Could the lines from the one with "use anyhow::Result;" through the end of the listing be restated exactly, with nothing else included?

Supplied material:
....................

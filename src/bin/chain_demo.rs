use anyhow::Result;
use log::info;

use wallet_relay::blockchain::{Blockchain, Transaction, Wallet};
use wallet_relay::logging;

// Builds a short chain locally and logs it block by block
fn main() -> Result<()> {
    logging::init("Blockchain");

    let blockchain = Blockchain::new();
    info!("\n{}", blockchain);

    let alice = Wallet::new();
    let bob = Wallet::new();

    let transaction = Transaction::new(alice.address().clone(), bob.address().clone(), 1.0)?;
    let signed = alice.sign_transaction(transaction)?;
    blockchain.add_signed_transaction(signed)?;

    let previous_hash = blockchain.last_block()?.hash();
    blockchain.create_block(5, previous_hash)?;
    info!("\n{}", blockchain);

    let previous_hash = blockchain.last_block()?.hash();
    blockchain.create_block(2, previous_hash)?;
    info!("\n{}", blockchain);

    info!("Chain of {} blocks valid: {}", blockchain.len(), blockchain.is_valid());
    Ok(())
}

....................

Task solution:
use anyhow::Result;
use log::info;

use wallet_relay::blockchain::{Blockchain, Transaction, Wallet};
use wallet_relay::logging;

// Builds a short chain locally and logs it block by block
fn main() -> Result<()> {
    logging::init("Blockchain");

    let blockchain = Blockchain::new();
    info!("\n{}", blockchain);

    let alice = Wallet::new();
    let bob = Wallet::new();

    let transaction = Transaction::new(alice.address().clone(), bob.address().clone(), 1.0)?;
    let signed = alice.sign_transaction(transaction)?;
    blockchain.add_signed_transaction(signed)?;

    let previous_hash = blockchain.last_block()?.hash();
    blockchain.create_block(5, previous_hash)?;
    info!("\n{}", blockchain);

    let previous_hash = blockchain.last_block()?.hash();
    blockchain.create_block(2, previous_hash)?;
    info!("\n{}", blockchain);

    info!("Chain of {} blocks valid: {}", blockchain.len(), blockchain.is_valid());
    Ok(())
}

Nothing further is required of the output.